Carnival (CCL 1.73%) shares saw a nice 8% pop after the company reported its fourth-quarter earnings on Friday. The cruise company's results topped analyst expectations, with reported fiscal fourth-quarter adjusted earnings per share of $0.62 on $4.8 billion in revenue, versus analyst estimates of $0.50 in adjusted earnings on $4.57 billion in revenue. Net revenue yield decreased by 1.8% year over year on a constant currency basis, versus expectations of a 2% to 3% drop.
After a series of company downgrades of its full-year guidance in 2019 that had shares trading near multiyear lows, investors were pleased with the latest earnings beat and fiscal 2020 guidance that was on the higher end of expectations.
The world's largest leisure travel company is still facing several headwinds that have been plaguing it for the past few quarters, but guidance for fiscal 2020 and strong bookings figures impressed. Management cited economic slowdowns in key European markets and the unfavorable Cuba regulatory change as 2019 headwinds that are likely to continue in 2020. Carnival's North American and U.K. markets continue to see strong demand.
Here's a look at three drivers for the company's post-earnings move up.
1. Strong 2020 guidance
Carnival provided guidance for its fiscal 2020 earnings per share of $4.30 to $4.60, versus analyst expectations of $4.37. That's a marked improvement after it lowered its outlook multiple times this year. Net revenue yields are forecast to decrease by about 1.5% in fiscal 2020, slightly higher than the 1.8% decrease in the fourth quarter. The company is also controlling costs by disposing of less efficient ships and focusing on larger, more efficient ships. Global sourcing also helped Carnival achieve "over $125 million of cost savings in 2019." Another factor helping earnings growth is lower fuel costs, which are forecast to be $1.42 billion in 2020, compared with $1.56 billion in 2019.
CEO Arnold Donald provided more explanation on the conference call. "Based on current booking trends, we expect 2020 net cruise revenues to be up approximately 5% with capacity growth of 6.6%, while net revenue yields are expected to decline approximately 1.5%," he said. "Similar to 2019, the 2020 net revenue yield decline is driven by the challenging economic environment facing our Continental European brands.".

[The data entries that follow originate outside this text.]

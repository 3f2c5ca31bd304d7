//! End-to-end contour generation
//!
//! [`QuadtreeContour`] validates the pixel source, clamps its parameters,
//! divides the image, optionally merges the resulting rectangles and
//! assembles the mesh.

use crate::assemble::MeshAssembler;
use crate::divide::{
    clamp_alpha_threshold, effective_subdivision_level, tile_regions, untiled_region,
    QuadtreeDivider,
};
use crate::merge::RegionMerger;
use alphamesh_core::{ContourMesh, Error, PixelSource, Result};
use serde::{Deserialize, Serialize};
use tracing::{debug, warn};

/// Configuration for quadtree contour generation
#[derive(Debug, Clone, Copy, PartialEq, Serialize, Deserialize)]
pub struct ContourConfig {
    /// Quadtree depth; values below 1 are treated as 1
    pub subdivision_level: i32,
    /// Minimum alpha for a pixel to count as opaque; clamped to `[0, 1]`
    pub alpha_threshold: f32,
    /// Whether to merge rectangles that share a full edge
    pub optimize: bool,
}

impl Default for ContourConfig {
    fn default() -> Self {
        Self {
            subdivision_level: 1,
            alpha_threshold: 0.5,
            optimize: false,
        }
    }
}

impl ContourConfig {
    pub fn new() -> Self {
        Self::default()
    }

    pub fn with_params(subdivision_level: i32, alpha_threshold: f32, optimize: bool) -> Self {
        Self {
            subdivision_level,
            alpha_threshold,
            optimize,
        }
    }

    pub fn with_subdivision_level(mut self, subdivision_level: i32) -> Self {
        self.subdivision_level = subdivision_level;
        self
    }

    pub fn with_alpha_threshold(mut self, alpha_threshold: f32) -> Self {
        self.alpha_threshold = alpha_threshold;
        self
    }

    pub fn with_optimize(mut self, optimize: bool) -> Self {
        self.optimize = optimize;
        self
    }

    /// Depth actually used by the divider
    pub fn effective_subdivision_level(&self) -> u32 {
        effective_subdivision_level(self.subdivision_level)
    }

    /// Threshold actually used by the divider
    pub fn effective_alpha_threshold(&self) -> f32 {
        clamp_alpha_threshold(self.alpha_threshold)
    }
}

/// Counters collected while building a contour
#[derive(Debug, Clone, Default, PartialEq, Serialize, Deserialize)]
pub struct ContourStats {
    /// Side of the square tiles, `min(width, height)`
    pub tile_size: u32,
    pub tile_count: usize,
    pub subdivision_level: u32,
    pub alpha_threshold: f32,
    /// Rectangles reported by the divider
    pub divided_rects: usize,
    /// Rectangles handed to the assembler
    pub final_rects: usize,
    /// Joints merged; zero when optimization is off
    pub joints_merged: usize,
    pub vertex_count: usize,
    pub triangle_count: usize,
}

/// Mesh plus the statistics of the build that produced it
#[derive(Debug, Clone)]
pub struct ContourOutput {
    pub mesh: ContourMesh,
    pub stats: ContourStats,
}

/// Quadtree contour generator
#[derive(Debug, Clone, Default)]
pub struct QuadtreeContour {
    pub config: ContourConfig,
}

impl QuadtreeContour {
    pub fn new(config: ContourConfig) -> Self {
        Self { config }
    }

    /// Build the contour mesh of `source`
    pub fn build<P: PixelSource + ?Sized>(&self, source: &P) -> Result<ContourMesh> {
        self.build_detailed(source).map(|output| output.mesh)
    }

    /// Build the contour mesh of `source` and report per-stage counts
    pub fn build_detailed<P: PixelSource + ?Sized>(&self, source: &P) -> Result<ContourOutput> {
        let (width, height) = (source.width(), source.height());
        if width == 0 || height == 0 {
            return Err(Error::InvalidData(format!(
                "Image must have non-zero dimensions, got {}x{}",
                width, height
            )));
        }

        let depth = self.config.effective_subdivision_level();
        if self.config.subdivision_level < 1 {
            warn!(
                requested = self.config.subdivision_level,
                "subdivision level must be >= 1, clamping to 1"
            );
        }

        let threshold = self.config.effective_alpha_threshold();
        if threshold != self.config.alpha_threshold {
            warn!(
                requested = self.config.alpha_threshold,
                clamped = threshold,
                "alpha threshold outside [0, 1], clamping"
            );
        }

        if let Some(strip) = untiled_region(width, height) {
            debug!(%strip, "image is not a whole number of square tiles, strip left uncovered");
        }

        let tiles = tile_regions(width, height);
        let divider = QuadtreeDivider::new(source, threshold);
        let divided: Vec<_> = tiles
            .iter()
            .flat_map(|tile| divider.divide(*tile, depth))
            .collect();
        let divided_rects = divided.len();
        debug!(tiles = tiles.len(), rects = divided_rects, depth, "divided image");

        let mut joints_merged = 0;
        let rects = if self.config.optimize {
            let mut merger = RegionMerger::new();
            let merged = merger.merge(&divided)?;
            joints_merged = merger.joint_count();
            debug!(
                before = divided_rects,
                after = merged.len(),
                joints = joints_merged,
                "merged regions"
            );
            merged
        } else {
            divided
        };

        let mesh = MeshAssembler::new(width, height).assemble(&rects);
        debug!(
            vertices = mesh.vertex_count(),
            triangles = mesh.face_count(),
            "assembled contour mesh"
        );

        let stats = ContourStats {
            tile_size: width.min(height),
            tile_count: tiles.len(),
            subdivision_level: depth,
            alpha_threshold: threshold,
            divided_rects,
            final_rects: rects.len(),
            joints_merged,
            vertex_count: mesh.vertex_count(),
            triangle_count: mesh.face_count(),
        };

        Ok(ContourOutput { mesh, stats })
    }
}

2. Record booked occupancy levels
The largest cruise ship company has reached a record level of booked occupancy at the start of fiscal 2020, with cumulative advanced bookings for 2020 slightly ahead of the prior year, indicating a strong demand for its offerings. Management also noted that booking volumes improved over the past eight weeks, assisted by the bounce-back from Caribbean bookings that were affected by Hurricane Dorian.
CFO David Bernstein elaborated: "We are entering fiscal year 2020 with a record booked occupancy position. At this point in time, our cumulative advanced bookings for the full year 2020 are slightly ahead of the prior year on occupancy, with a 6.6% capacity increase at prices that are slightly lower than last year on a comparable basis."
3. Long-term outlook and attractive valuation support shares
Carnival's long-term growth outlook is strong, given U.S. demographics, low penetration levels of cruise vacations, and the attractive value proposition of its offerings. In 2019, there are 72 million baby boomers in the United States, and this demographic is traditionally the target audience for cruise companies. In addition, less than 4% of U.S. consumers have been on a cruise, according to Morningstar.com. In Europe, it's less than 3%. That leaves Carnival plenty of opportunities to attract new customers in key markets.
While Carnival's management believes the company's "cruise brands will be recession-resilient," its revenue growth would probably be crimped in an economic slowdown. People usually cut back on discretionary spending, such as travel and restaurant meals, in a recession. However, the travel company's broad global footprint may help in the case of a contraction in one part of the world. Nearly 50% of Carnival's revenue comes from outside the United States. It can also redeploy its cruise ships to different areas with higher demand.
Finally, the valuation of Carnival shares looks attractive. Shares trade at just 11 times forward earnings, below the S&P 500's average of 20 and the consumer discretionary sector's average of 25. The stock also offers a 4.2% dividend yield. These factors, plus a healthy long-term growth outlook, could help investors look past the short-term headwinds for the stock.